10:17 AM
@Oddthinking On that "Magnetic vaccines"§ thing: Votes are harsh & "the pattern". "Fact-checkers" of that quality: third hand ad-auctoritas persuaders at best, the usual, since '20 & in bad reputation.
What else in As? Perhaps looking at the better made claims that float around, not just "aw, that nut-job does… shootemdown". EG those 'theorists' that rely on pubmed.ncbi.nlm.nih.gov/22848170 or henrymakow.com/2021/06/-dr-jane-ruby-warns.html chemicell.com/home/index.html genengnews.com/topics/omics/…
chemicell.com/products/Magnetofection/… europepmc.org/article/CBA/601211 nature.com/articles/3301624
But it is exactly 'the pattern' I describe & lament: ideological trench warfare when it comes to vaccines.
2 hours later…
12:06 PM
@LаngLаngС Sure. The original SE developers strove for upvotes and comment likes to be anonymous, and "thank yous" to be deprecated. I sometimes feel that decision exaggerates the size of small disagreements. I especially want the ability to publicly like a comment or edit.
@LаngLаngС I am confused here. It reads like you endorse the claim that vaccines cause you to become magnetic. I don't believe that is the case, so I am not sure what you are endorsing.
@LаngLаngС I see this magnetism claim as very much a leap from the old-school "Look at my supernatural ability to stick metal to my body" to the anti-vax camp. I hadn't heard the idea that vaccines turn you magnetic until this year.
12:37 PM
Magnetic may be old news as such. But when people then use articles like those about magnetofection tech being explored, they have a totally different web of rationales in place. That is not 'sciences that underpins' but 'science used as interpreted'. The mentioned web may be full of errors and non sequiturs. But if these articles are used those need to be taken at serious face value and weighed against the other arguments.

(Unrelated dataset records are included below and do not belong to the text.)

//! Clock adapters.
//!
//! `SystemClock` is the production implementation; `ManualClock` lets
//! tests step time explicitly so debounce and cooldown behavior can be
//! exercised without real timers.

use std::sync::Mutex;

use crate::domain::foundation::Timestamp;
use crate::ports::Clock;

/// Wall-clock time source.
#[derive(Debug, Clone, Copy, Default)]
pub struct SystemClock;

impl Clock for SystemClock {
    fn now(&self) -> Timestamp {
        Timestamp::now()
    }
}

/// Manually advanced time source for tests.
#[derive(Debug)]
pub struct ManualClock {
    now: Mutex<Timestamp>,
}

impl ManualClock {
    /// Creates a clock frozen at the given instant.
    pub fn new(start: Timestamp) -> Self {
        Self {
            now: Mutex::new(start),
        }
    }

    /// Creates a clock frozen at the given Unix second.
    pub fn at_unix_secs(secs: u64) -> Self {
        Self::new(Timestamp::from_unix_secs(secs))
    }

    /// Moves the clock forward by whole seconds.
    pub fn advance_secs(&self, secs: u64) {
        let mut now = self.now.lock().unwrap();
        *now = now.plus_secs(secs);
    }

    /// Moves the clock forward by milliseconds.
    pub fn advance_millis(&self, millis: u64) {
        let mut now = self.now.lock().unwrap();
        *now = now.plus_millis(millis);
    }

    /// Jumps the clock to an absolute instant.
    pub fn set(&self, instant: Timestamp) {
        *self.now.lock().unwrap() = instant;
    }
}

impl Clock for ManualClock {
    fn now(&self) -> Timestamp {
        *self.now.lock().unwrap()
    }
}
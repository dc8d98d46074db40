//! RunStatus enum for tracking the lifecycle of an assessment run.

use serde::{Deserialize, Serialize};
use std::fmt;

use super::StateMachine;

/// Lifecycle status of an assessment run.
///
/// A run starts as a draft, becomes submitted once every required reachable
/// question is answered, and enters cooldown once its result is recorded.
#[derive(Debug, Clone, Copy, PartialEq, Eq, Hash, Serialize, Deserialize, Default)]
#[serde(rename_all = "snake_case")]
pub enum RunStatus {
    #[default]
    Draft,
    Submitted,
    Cooldown,
}

impl RunStatus {
    /// Returns true if answers can still be edited.
    pub fn is_mutable(&self) -> bool {
        matches!(self, RunStatus::Draft)
    }

    /// Returns true if the run has been submitted (scored or awaiting scoring).
    pub fn is_submitted(&self) -> bool {
        matches!(self, RunStatus::Submitted | RunStatus::Cooldown)
    }
}

impl StateMachine for RunStatus {
    fn can_transition_to(&self, target: &Self) -> bool {
        use RunStatus::*;
        matches!((self, target), (Draft, Submitted) | (Submitted, Cooldown))
    }

    fn valid_transitions(&self) -> Vec<Self> {
        use RunStatus::*;
        match self {
            Draft => vec![Submitted],
            Submitted => vec![Cooldown],
            Cooldown => vec![],
        }
    }
}

impl fmt::Display for RunStatus {
    fn fmt(&self, f: &mut fmt::Formatter<'_>) -> fmt::Result {
        let s = match self {
            RunStatus::Draft => "Draft",
            RunStatus::Submitted => "Submitted",
            RunStatus::Cooldown => "Cooldown",
        };
        write!(f, "{}", s)
    }
}
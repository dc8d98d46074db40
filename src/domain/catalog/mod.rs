//! Catalog module - the admin-authored question/section/condition model.
//!
//! The catalog is read-only input supplied by the configuration source and
//! validated once at load. Runtime components (branching, progress,
//! scoring) treat a constructed [`Catalog`] as trusted.

#[allow(clippy::module_inception)]
mod catalog;
mod condition;
mod errors;
mod question;
mod section;

pub use catalog::Catalog;
pub use condition::{Condition, ConditionOperator};
pub use errors::CatalogError;
pub use question::{ChoiceOption, Question, QuestionPayload, QuestionType, SliderDimension};
pub use section::{Section, FEEDBACK, IMPACT, RETURN, RISK, SECTOR_MATURITY};
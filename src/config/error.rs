//! Configuration error types

use thiserror::Error;

use crate::domain::catalog::CatalogError;

/// Errors that can occur during configuration loading
#[derive(Debug, Error)]
pub enum ConfigError {
    #[error("Configuration loading failed: {0}")]
    LoadError(#[from] config::ConfigError),

    #[error("Validation failed: {0}")]
    ValidationFailed(#[from] ValidationError),

    #[error("Catalog file '{path}' could not be read: {reason}")]
    CatalogUnreadable { path: String, reason: String },

    #[error("Catalog file '{path}' could not be parsed: {reason}")]
    CatalogUnparsable { path: String, reason: String },

    #[error("Catalog is invalid: {0}")]
    CatalogInvalid(#[from] CatalogError),
}

/// Errors that can occur during configuration validation
#[derive(Debug, Error)]
pub enum ValidationError {
    #[error("Eligibility threshold must be between 0 and 100")]
    InvalidEligibilityThreshold,

    #[error("Autosave window must be between 1ms and 60s")]
    InvalidAutosaveWindow,

    #[error("Catalog path cannot be empty")]
    EmptyCatalogPath,

    #[error("Unsupported catalog format (expected .yaml, .yml or .json)")]
    UnsupportedCatalogFormat,
}
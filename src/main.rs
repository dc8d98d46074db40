//! Catalog check entry point.
//!
//! Loads configuration and the catalog document, runs full validation and
//! logs a summary. Exits non-zero when the configuration would prevent the
//! engine from starting, so deployments can gate on it.

use tracing::{error, info};
use tracing_subscriber::EnvFilter;

use impact_compass::config::AppConfig;

fn main() {
    let config = match AppConfig::load() {
        Ok(config) => config,
        Err(err) => {
            eprintln!("configuration error: {}", err);
            std::process::exit(1);
        }
    };

    tracing_subscriber::fmt()
        .with_env_filter(
            EnvFilter::try_from_default_env()
                .unwrap_or_else(|_| EnvFilter::new(config.engine.log_level.clone())),
        )
        .init();

    if let Err(err) = config.validate() {
        error!(error = %err, "configuration validation failed");
        std::process::exit(1);
    }

    let catalog = match config.catalog.load() {
        Ok(catalog) => catalog,
        Err(err) => {
            error!(error = %err, path = %config.catalog.path, "catalog rejected");
            std::process::exit(1);
        }
    };

    for section in catalog.sections() {
        info!(
            section = %section.code,
            weight = section.weight,
            questions = section.question_count(),
            "section loaded"
        );
    }
    info!(
        questions = catalog.question_count(),
        eligibility_threshold = config.engine.eligibility_threshold,
        cooldown_days = config.engine.cooldown_days,
        autosave_window_ms = config.engine.autosave_window_ms,
        "catalog valid, engine configuration ok"
    );
}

What I see with most 'fact checkers': take the most ridiculous part, then throw something at it, get an 'expert' testimonial. That's ideal for talking past each other.
Take Coronavirus: Outcry after Trump suggests injecting disinfectant as treatment, where it is absolutely clear in the body text that it is a active listening question, explorative, and working with analogy; not what the headline made of it.
Below the magQ you commented "already have an answer" (meaning the Reuters 'fact-check'?)
Do we have any policy on that?
Do we have any policy on that?
That's not a very good policy per se on HSE, and cannot be read as 'that should suffice in any case'. Its main intention is to nudge people to research their Qs beforehand and document that within the post.
For SekpticsSE, I see that sometimes an answer is basically "Snopes did that already and here's it".
This is x-hand info, relies on authority of the nth degree, the fact-checking is often very sloppy (there are good ones, TBS, but at least we have not the slightest guarantee for any case)—and in the last year was very often quite 'motivated'.
12:54 PM
@Oddthinking Well, are we drawn in when reading stuff like this henrymakow.com/2021/06/-dr-jane-ruby-warns.html ? For some it is exactly underpinned by that. IDK how popular that is now. And I agree that we cannot cover absolutely all angles. But that one seems quite big right now?
4 hours later…
4:41 PM
@LаngLаngС The answers should provide more robust references than the question. If the question provides high-quality references debunking the nonsense (as the magnetism one did), it makes it much tougher to answer. At some point you are left asking the OP "Why don't you believe the sources you are quoting?"
2 hours later…
6:23 PM
@Oddthinking Nothing "relitigating"; just illustration (and imo pretty self-evident) that reliance on the label 'fact-checker' is misguided (and some so called outright fraudulent as well). Illustration for x-hand level information, of chinese whispers.
@Oddthinking Not 'banned' (way too radical) just encouraging users to try to avoid using that as primary point in any A. I'd allow an A to contain theory, math, own research, logic etc. But: we do not allow logic as the sole basis for an answer More like that for 'fact-checking'-sites shouldn't be your only material you use as references?